EXERCISE DIRECTIONS = Repeat the stretch of entries below from the line with "PermissionChannel: runtime permission prompts" through the line with "a user prompt". Include both ends and add nothing.

-- Opening Marker --

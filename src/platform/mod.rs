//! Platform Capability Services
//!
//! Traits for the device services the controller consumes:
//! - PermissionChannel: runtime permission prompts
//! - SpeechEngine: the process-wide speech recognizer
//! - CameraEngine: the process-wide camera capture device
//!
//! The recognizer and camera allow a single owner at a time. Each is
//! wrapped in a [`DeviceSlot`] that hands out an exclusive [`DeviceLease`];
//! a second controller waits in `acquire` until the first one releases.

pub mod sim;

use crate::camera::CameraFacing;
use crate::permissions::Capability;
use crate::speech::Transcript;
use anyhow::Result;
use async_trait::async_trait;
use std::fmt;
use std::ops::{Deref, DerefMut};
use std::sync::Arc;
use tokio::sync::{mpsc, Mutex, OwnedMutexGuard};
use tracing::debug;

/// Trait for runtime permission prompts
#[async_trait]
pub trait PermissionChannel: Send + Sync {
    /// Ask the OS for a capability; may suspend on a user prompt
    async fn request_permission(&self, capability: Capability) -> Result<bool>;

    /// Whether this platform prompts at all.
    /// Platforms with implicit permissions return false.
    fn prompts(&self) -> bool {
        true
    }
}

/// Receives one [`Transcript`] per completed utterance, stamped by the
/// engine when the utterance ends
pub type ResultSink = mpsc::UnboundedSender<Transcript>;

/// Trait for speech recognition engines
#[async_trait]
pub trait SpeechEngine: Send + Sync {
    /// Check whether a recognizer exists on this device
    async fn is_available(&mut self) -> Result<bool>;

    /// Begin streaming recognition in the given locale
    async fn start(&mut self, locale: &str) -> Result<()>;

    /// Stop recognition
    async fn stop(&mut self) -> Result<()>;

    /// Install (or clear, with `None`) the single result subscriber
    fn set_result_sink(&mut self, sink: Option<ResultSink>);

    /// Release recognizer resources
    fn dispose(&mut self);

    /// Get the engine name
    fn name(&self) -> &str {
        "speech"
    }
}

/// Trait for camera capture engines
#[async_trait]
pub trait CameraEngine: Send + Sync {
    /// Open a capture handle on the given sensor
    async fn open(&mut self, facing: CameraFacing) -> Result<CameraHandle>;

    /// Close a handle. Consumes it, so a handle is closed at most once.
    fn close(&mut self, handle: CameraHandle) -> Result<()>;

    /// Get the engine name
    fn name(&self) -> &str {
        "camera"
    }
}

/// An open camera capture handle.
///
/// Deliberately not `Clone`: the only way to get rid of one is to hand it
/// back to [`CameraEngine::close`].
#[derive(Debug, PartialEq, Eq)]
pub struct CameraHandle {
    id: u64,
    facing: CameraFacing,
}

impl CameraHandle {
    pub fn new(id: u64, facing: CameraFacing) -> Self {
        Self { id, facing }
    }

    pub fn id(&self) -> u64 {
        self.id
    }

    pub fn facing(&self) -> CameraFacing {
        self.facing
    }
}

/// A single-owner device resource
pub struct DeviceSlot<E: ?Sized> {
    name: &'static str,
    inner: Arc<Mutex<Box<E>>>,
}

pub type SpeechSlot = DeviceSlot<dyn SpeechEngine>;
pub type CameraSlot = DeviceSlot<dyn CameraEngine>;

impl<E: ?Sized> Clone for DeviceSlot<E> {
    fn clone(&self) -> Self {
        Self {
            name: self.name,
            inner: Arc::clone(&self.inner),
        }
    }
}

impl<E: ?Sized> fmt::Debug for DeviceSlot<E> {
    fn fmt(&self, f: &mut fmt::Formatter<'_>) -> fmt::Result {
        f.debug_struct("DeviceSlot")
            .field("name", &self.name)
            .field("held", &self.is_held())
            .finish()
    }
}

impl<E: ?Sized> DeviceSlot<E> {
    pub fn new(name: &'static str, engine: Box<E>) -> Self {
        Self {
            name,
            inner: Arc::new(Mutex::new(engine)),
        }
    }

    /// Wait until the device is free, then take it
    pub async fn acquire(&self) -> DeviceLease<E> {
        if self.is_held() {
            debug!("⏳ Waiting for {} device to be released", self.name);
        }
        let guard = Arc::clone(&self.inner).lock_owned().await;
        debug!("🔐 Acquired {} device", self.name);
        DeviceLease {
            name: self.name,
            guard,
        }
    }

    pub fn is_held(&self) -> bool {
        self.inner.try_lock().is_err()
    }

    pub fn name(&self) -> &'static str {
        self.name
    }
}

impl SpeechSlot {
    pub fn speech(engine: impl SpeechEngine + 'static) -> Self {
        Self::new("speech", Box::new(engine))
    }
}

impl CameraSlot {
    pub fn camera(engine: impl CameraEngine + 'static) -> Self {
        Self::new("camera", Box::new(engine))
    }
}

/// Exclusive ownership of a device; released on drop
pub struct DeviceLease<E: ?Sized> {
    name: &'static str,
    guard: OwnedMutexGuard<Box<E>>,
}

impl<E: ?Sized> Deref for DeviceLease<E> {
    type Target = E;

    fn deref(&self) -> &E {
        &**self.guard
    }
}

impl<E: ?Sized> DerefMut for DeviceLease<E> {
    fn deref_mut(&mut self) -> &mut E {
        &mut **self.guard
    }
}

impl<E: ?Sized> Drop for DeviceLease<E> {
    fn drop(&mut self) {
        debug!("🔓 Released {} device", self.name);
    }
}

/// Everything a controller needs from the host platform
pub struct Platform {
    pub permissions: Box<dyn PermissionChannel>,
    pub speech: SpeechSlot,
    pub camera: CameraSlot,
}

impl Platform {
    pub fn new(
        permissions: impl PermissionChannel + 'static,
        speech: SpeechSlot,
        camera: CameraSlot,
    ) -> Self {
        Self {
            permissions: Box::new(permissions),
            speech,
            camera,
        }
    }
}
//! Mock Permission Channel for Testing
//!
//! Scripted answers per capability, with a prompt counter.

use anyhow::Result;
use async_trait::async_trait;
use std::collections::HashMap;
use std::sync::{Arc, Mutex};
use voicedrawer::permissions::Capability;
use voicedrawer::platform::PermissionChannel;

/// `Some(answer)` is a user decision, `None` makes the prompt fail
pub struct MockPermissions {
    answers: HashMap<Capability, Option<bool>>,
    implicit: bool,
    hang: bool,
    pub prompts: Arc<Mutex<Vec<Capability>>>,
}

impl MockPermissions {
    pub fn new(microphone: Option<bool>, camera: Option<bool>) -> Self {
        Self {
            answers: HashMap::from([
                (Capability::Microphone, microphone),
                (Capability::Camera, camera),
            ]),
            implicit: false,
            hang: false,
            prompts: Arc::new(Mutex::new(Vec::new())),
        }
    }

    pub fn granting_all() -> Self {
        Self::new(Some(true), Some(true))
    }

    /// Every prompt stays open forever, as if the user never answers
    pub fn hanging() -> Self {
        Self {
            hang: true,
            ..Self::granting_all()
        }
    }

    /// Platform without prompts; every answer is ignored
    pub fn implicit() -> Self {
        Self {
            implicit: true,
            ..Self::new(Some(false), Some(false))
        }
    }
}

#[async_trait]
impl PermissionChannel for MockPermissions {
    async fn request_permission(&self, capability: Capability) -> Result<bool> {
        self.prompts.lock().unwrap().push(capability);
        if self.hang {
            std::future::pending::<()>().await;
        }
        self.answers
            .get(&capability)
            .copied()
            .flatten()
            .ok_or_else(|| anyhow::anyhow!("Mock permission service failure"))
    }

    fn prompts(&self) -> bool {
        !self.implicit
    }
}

-- Closing Marker --
-- Opening Marker --

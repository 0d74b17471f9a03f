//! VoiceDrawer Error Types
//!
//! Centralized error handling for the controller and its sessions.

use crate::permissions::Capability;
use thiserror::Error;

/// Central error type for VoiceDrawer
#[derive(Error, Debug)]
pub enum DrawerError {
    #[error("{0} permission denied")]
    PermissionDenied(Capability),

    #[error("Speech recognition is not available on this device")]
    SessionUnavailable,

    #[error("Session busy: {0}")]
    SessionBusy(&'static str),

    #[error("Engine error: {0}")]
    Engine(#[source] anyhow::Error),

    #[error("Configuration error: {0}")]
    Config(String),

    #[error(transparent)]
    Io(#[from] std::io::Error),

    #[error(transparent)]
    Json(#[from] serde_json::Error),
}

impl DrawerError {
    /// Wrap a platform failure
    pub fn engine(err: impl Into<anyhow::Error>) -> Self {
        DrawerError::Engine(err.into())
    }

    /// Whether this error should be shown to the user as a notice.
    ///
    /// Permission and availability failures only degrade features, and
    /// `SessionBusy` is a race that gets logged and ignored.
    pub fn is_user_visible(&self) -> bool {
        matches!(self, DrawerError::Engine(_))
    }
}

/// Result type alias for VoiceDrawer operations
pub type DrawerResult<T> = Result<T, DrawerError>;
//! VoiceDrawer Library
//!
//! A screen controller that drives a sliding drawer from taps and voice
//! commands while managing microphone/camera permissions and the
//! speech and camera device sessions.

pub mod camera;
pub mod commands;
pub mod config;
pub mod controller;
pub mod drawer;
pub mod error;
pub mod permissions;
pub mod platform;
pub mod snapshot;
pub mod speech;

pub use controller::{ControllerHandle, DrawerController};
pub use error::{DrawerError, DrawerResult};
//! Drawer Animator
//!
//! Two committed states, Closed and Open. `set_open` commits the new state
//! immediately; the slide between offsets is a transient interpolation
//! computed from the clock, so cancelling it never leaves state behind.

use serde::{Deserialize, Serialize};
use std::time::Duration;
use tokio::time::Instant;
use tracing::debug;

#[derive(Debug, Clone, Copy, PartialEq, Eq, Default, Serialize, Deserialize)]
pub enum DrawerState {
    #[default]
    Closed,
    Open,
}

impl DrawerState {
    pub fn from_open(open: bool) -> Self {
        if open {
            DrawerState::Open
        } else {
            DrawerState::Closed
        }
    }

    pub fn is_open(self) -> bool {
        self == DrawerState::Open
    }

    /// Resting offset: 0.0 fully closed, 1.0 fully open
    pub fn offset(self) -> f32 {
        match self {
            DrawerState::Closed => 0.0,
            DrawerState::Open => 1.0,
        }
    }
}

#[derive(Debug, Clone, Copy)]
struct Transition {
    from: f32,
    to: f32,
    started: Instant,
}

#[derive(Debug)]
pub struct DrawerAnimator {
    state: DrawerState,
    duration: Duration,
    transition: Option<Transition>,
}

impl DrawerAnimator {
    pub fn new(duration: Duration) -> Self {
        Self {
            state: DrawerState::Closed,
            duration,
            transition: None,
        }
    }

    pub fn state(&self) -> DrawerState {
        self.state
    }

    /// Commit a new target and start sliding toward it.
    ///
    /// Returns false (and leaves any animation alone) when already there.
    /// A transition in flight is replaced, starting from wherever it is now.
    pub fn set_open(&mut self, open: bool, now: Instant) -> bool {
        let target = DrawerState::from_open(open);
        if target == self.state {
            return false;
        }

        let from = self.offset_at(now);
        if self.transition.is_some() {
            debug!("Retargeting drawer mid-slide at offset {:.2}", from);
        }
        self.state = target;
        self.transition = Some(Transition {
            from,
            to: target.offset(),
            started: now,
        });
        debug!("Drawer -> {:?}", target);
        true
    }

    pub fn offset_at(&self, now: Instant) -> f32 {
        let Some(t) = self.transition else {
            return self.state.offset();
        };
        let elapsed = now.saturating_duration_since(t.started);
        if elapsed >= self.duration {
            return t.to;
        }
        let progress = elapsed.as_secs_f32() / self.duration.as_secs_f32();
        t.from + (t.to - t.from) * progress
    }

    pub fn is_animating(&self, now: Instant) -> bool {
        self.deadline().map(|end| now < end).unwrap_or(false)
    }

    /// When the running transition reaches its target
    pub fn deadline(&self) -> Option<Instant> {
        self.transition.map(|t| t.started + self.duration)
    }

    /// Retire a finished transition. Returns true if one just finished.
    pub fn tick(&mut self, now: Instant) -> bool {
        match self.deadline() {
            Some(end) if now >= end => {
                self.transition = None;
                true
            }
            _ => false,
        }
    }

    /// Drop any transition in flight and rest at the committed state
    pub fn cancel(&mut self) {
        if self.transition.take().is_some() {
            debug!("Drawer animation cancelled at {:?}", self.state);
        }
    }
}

-- Closing Marker --

TASK SOLUTION =
//! - PermissionChannel: runtime permission prompts
//! - SpeechEngine: the process-wide speech recognizer
//! - CameraEngine: the process-wide camera capture device
//!
//! The recognizer and camera allow a single owner at a time. Each is
//! wrapped in a [`DeviceSlot`] that hands out an exclusive [`DeviceLease`];
//! a second controller waits in `acquire` until the first one releases.

pub mod sim;

use crate::camera::CameraFacing;
use crate::permissions::Capability;
use crate::speech::Transcript;
use anyhow::Result;
use async_trait::async_trait;
use std::fmt;
use std::ops::{Deref, DerefMut};
use std::sync::Arc;
use tokio::sync::{mpsc, Mutex, OwnedMutexGuard};
use tracing::debug;

/// Trait for runtime permission prompts
#[async_trait]
pub trait PermissionChannel: Send + Sync {
    /// Ask the OS for a capability; may suspend on a user prompt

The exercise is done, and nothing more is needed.